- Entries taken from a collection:
........
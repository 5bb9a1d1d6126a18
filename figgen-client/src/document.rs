//! Figma file document model.
//!
//! Only the fields the generator reads are modeled; everything else in the
//! REST payload is ignored during deserialization. Nodes are read-only once
//! deserialized.

use std::fmt;

use serde::{Deserialize, Serialize};

/// Top-level response of `GET /v1/files/:key`.
#[derive(Debug, Clone, Deserialize, Serialize)]
#[serde(rename_all = "camelCase")]
pub struct FigmaFile {
    #[serde(default)]
    pub name: String,
    pub last_modified: Option<String>,
    pub version: Option<String>,
    pub document: Node,
}

/// Figma node type tag.
///
/// Unknown tags are kept verbatim in [`NodeKind::Other`] so newer API
/// payloads still deserialize.
#[derive(Debug, Clone, PartialEq, Eq, Hash, Deserialize, Serialize)]
#[serde(from = "String", into = "String")]
pub enum NodeKind {
    Document,
    Canvas,
    Frame,
    Group,
    Section,
    Component,
    ComponentSet,
    Instance,
    Rectangle,
    Ellipse,
    Line,
    Star,
    RegularPolygon,
    Vector,
    BooleanOperation,
    Text,
    Slice,
    Other(String),
}

impl NodeKind {
    pub fn as_str(&self) -> &str {
        match self {
            Self::Document => "DOCUMENT",
            Self::Canvas => "CANVAS",
            Self::Frame => "FRAME",
            Self::Group => "GROUP",
            Self::Section => "SECTION",
            Self::Component => "COMPONENT",
            Self::ComponentSet => "COMPONENT_SET",
            Self::Instance => "INSTANCE",
            Self::Rectangle => "RECTANGLE",
            Self::Ellipse => "ELLIPSE",
            Self::Line => "LINE",
            Self::Star => "STAR",
            Self::RegularPolygon => "REGULAR_POLYGON",
            Self::Vector => "VECTOR",
            Self::BooleanOperation => "BOOLEAN_OPERATION",
            Self::Text => "TEXT",
            Self::Slice => "SLICE",
            Self::Other(tag) => tag,
        }
    }
}

impl From<String> for NodeKind {
    fn from(tag: String) -> Self {
        match tag.as_str() {
            "DOCUMENT" => Self::Document,
            "CANVAS" => Self::Canvas,
            "FRAME" => Self::Frame,
            "GROUP" => Self::Group,
            "SECTION" => Self::Section,
            "COMPONENT" => Self::Component,
            "COMPONENT_SET" => Self::ComponentSet,
            "INSTANCE" => Self::Instance,
            "RECTANGLE" => Self::Rectangle,
            "ELLIPSE" => Self::Ellipse,
            "LINE" => Self::Line,
            "STAR" => Self::Star,
            "REGULAR_POLYGON" => Self::RegularPolygon,
            "VECTOR" => Self::Vector,
            "BOOLEAN_OPERATION" => Self::BooleanOperation,
            "TEXT" => Self::Text,
            "SLICE" => Self::Slice,
            _ => Self::Other(tag),
        }
    }
}

impl From<&str> for NodeKind {
    fn from(tag: &str) -> Self {
        Self::from(tag.to_string())
    }
}

impl From<NodeKind> for String {
    fn from(kind: NodeKind) -> Self {
        kind.as_str().to_string()
    }
}

impl fmt::Display for NodeKind {
    fn fmt(&self, f: &mut fmt::Formatter<'_>) -> fmt::Result {
        f.write_str(self.as_str())
    }
}

/// A node of the document tree. Children are owned by their parent.
#[derive(Debug, Clone, Deserialize, Serialize)]
#[serde(rename_all = "camelCase")]
pub struct Node {
    #[serde(default)]
    pub id: String,
    #[serde(default)]
    pub name: String,
    #[serde(rename = "type")]
    pub kind: NodeKind,
    #[serde(default)]
    pub children: Vec<Node>,
    pub absolute_bounding_box: Option<Rect>,

    /// Text content (`TEXT` nodes).
    pub characters: Option<String>,
    /// Text style (`TEXT` nodes).
    pub style: Option<TypeStyle>,

    #[serde(default)]
    pub fills: Vec<Paint>,
    #[serde(default)]
    pub strokes: Vec<Paint>,
    pub stroke_weight: Option<f64>,

    /// Per-corner radii, top-left first.
    pub rectangle_corner_radii: Option<Vec<f64>>,
    pub corner_radius: Option<f64>,
}

impl Node {
    /// True when either the type tag or the display name equals `target`.
    pub fn is_kind_or_named(&self, target: &str) -> bool {
        self.kind.as_str() == target || self.name == target
    }
}

/// Absolute bounding box in canvas units.
#[derive(Debug, Clone, Copy, PartialEq, Default, Deserialize, Serialize)]
pub struct Rect {
    pub x: f64,
    pub y: f64,
    pub width: f64,
    pub height: f64,
}

impl Rect {
    pub fn new(x: f64, y: f64, width: f64, height: f64) -> Self {
        Self {
            x,
            y,
            width,
            height,
        }
    }

    pub fn right(&self) -> f64 {
        self.x + self.width
    }

    pub fn bottom(&self) -> f64 {
        self.y + self.height
    }
}

#[derive(Debug, Clone, PartialEq, Deserialize, Serialize)]
#[serde(rename_all = "camelCase")]
pub struct TypeStyle {
    pub font_family: Option<String>,
    pub font_post_script_name: Option<String>,
    pub font_weight: Option<f64>,
    pub font_size: Option<f64>,
}

/// A fill or stroke layer. Only solid paints carry a `color`.
#[derive(Debug, Clone, PartialEq, Deserialize, Serialize)]
pub struct Paint {
    #[serde(rename = "type")]
    pub kind: String,
    #[serde(default = "default_visible")]
    pub visible: bool,
    pub opacity: Option<f64>,
    pub color: Option<Rgba>,
}

fn default_visible() -> bool {
    true
}

/// RGBA channels, each in `[0, 1]`.
#[derive(Debug, Clone, Copy, PartialEq, Deserialize, Serialize)]
pub struct Rgba {
    pub r: f64,
    pub g: f64,
    pub b: f64,
    #[serde(default = "default_alpha")]
    pub a: f64,
}

fn default_alpha() -> f64 {
    1.0
}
........
- Problem requirements:
Transcribe all records exactly as written.

- Exercise result:
repository 5bb9a1d1d6126a18
filename figgen-client/src/document.rs
//! Figma file document model.
//!
//! Only the fields the generator reads are modeled; everything else in the
//! REST payload is ignored during deserialization. Nodes are read-only once
//! deserialized.

use std::fmt;

use serde::{Deserialize, Serialize};

/// Top-level response of `GET /v1/files/:key`.
#[derive(Debug, Clone, Deserialize, Serialize)]
#[serde(rename_all = "camelCase")]
pub struct FigmaFile {
    #[serde(default)]
    pub name: String,
    pub last_modified: Option<String>,
    pub version: Option<String>,
    pub document: Node,
}

/// Figma node type tag.
///
/// Unknown tags are kept verbatim in [`NodeKind::Other`] so newer API
/// payloads still deserialize.
#[derive(Debug, Clone, PartialEq, Eq, Hash, Deserialize, Serialize)]
#[serde(from = "String", into = "String")]
pub enum NodeKind {
    Document,
    Canvas,
    Frame,
    Group,
    Section,
    Component,
    ComponentSet,
    Instance,
    Rectangle,
    Ellipse,
    Line,
    Star,
    RegularPolygon,
    Vector,
    BooleanOperation,
    Text,
    Slice,
    Other(String),
}

impl NodeKind {
    pub fn as_str(&self) -> &str {
        match self {
            Self::Document => "DOCUMENT",
            Self::Canvas => "CANVAS",
            Self::Frame => "FRAME",
            Self::Group => "GROUP",
            Self::Section => "SECTION",
            Self::Component => "COMPONENT",
            Self::ComponentSet => "COMPONENT_SET",
            Self::Instance => "INSTANCE",
            Self::Rectangle => "RECTANGLE",
            Self::Ellipse => "ELLIPSE",
            Self::Line => "LINE",
            Self::Star => "STAR",
            Self::RegularPolygon => "REGULAR_POLYGON",
            Self::Vector => "VECTOR",
            Self::BooleanOperation => "BOOLEAN_OPERATION",
            Self::Text => "TEXT",
            Self::Slice => "SLICE",
            Self::Other(tag) => tag,
        }
    }
}

impl From<String> for NodeKind {
    fn from(tag: String) -> Self {
        match tag.as_str() {
            "DOCUMENT" => Self::Document,
            "CANVAS" => Self::Canvas,
            "FRAME" => Self::Frame,
            "GROUP" => Self::Group,
            "SECTION" => Self::Section,
            "COMPONENT" => Self::Component,
            "COMPONENT_SET" => Self::ComponentSet,
            "INSTANCE" => Self::Instance,
            "RECTANGLE" => Self::Rectangle,
            "ELLIPSE" => Self::Ellipse,
            "LINE" => Self::Line,
            "STAR" => Self::Star,
            "REGULAR_POLYGON" => Self::RegularPolygon,
            "VECTOR" => Self::Vector,
            "BOOLEAN_OPERATION" => Self::BooleanOperation,
            "TEXT" => Self::Text,
            "SLICE" => Self::Slice,
            _ => Self::Other(tag),
        }
    }
}

impl From<&str> for NodeKind {
    fn from(tag: &str) -> Self {
        Self::from(tag.to_string())
    }
}

impl From<NodeKind> for String {
    fn from(kind: NodeKind) -> Self {
        kind.as_str().to_string()
    }
}

impl fmt::Display for NodeKind {
    fn fmt(&self, f: &mut fmt::Formatter<'_>) -> fmt::Result {
        f.write_str(self.as_str())
    }
}

/// A node of the document tree. Children are owned by their parent.
#[derive(Debug, Clone, Deserialize, Serialize)]
#[serde(rename_all = "camelCase")]
pub struct Node {
    #[serde(default)]
    pub id: String,
    #[serde(default)]
    pub name: String,
    #[serde(rename = "type")]
    pub kind: NodeKind,
    #[serde(default)]
    pub children: Vec<Node>,
    pub absolute_bounding_box: Option<Rect>,

    /// Text content (`TEXT` nodes).
    pub characters: Option<String>,
    /// Text style (`TEXT` nodes).
    pub style: Option<TypeStyle>,

    #[serde(default)]
    pub fills: Vec<Paint>,
    #[serde(default)]
    pub strokes: Vec<Paint>,
    pub stroke_weight: Option<f64>,

    /// Per-corner radii, top-left first.
    pub rectangle_corner_radii: Option<Vec<f64>>,
    pub corner_radius: Option<f64>,
}

impl Node {
    /// True when either the type tag or the display name equals `target`.
    pub fn is_kind_or_named(&self, target: &str) -> bool {
        self.kind.as_str() == target || self.name == target
    }
}

/// Absolute bounding box in canvas units.
#[derive(Debug, Clone, Copy, PartialEq, Default, Deserialize, Serialize)]
pub struct Rect {
    pub x: f64,
    pub y: f64,
    pub width: f64,
    pub height: f64,
}

impl Rect {
    pub fn new(x: f64, y: f64, width: f64, height: f64) -> Self {
        Self {
            x,
            y,
            width,
            height,
        }
    }

    pub fn right(&self) -> f64 {
        self.x + self.width
    }

    pub fn bottom(&self) -> f64 {
        self.y + self.height
    }
}

#[derive(Debug, Clone, PartialEq, Deserialize, Serialize)]
#[serde(rename_all = "camelCase")]
pub struct TypeStyle {
    pub font_family: Option<String>,
    pub font_post_script_name: Option<String>,
    pub font_weight: Option<f64>,
    pub font_size: Option<f64>,
}

/// A fill or stroke layer. Only solid paints carry a `color`.
#[derive(Debug, Clone, PartialEq, Deserialize, Serialize)]
pub struct Paint {
    #[serde(rename = "type")]
    pub kind: String,
    #[serde(default = "default_visible")]
    pub visible: bool,
    pub opacity: Option<f64>,
    pub color: Option<Rgba>,
}

fn default_visible() -> bool {
    true
}

/// RGBA channels, each in `[0, 1]`.
#[derive(Debug, Clone, Copy, PartialEq, Deserialize, Serialize)]
pub struct Rgba {
    pub r: f64,
    pub g: f64,
    pub b: f64,
    #[serde(default = "default_alpha")]
    pub a: f64,
}

fn default_alpha() -> f64 {
    1.0
}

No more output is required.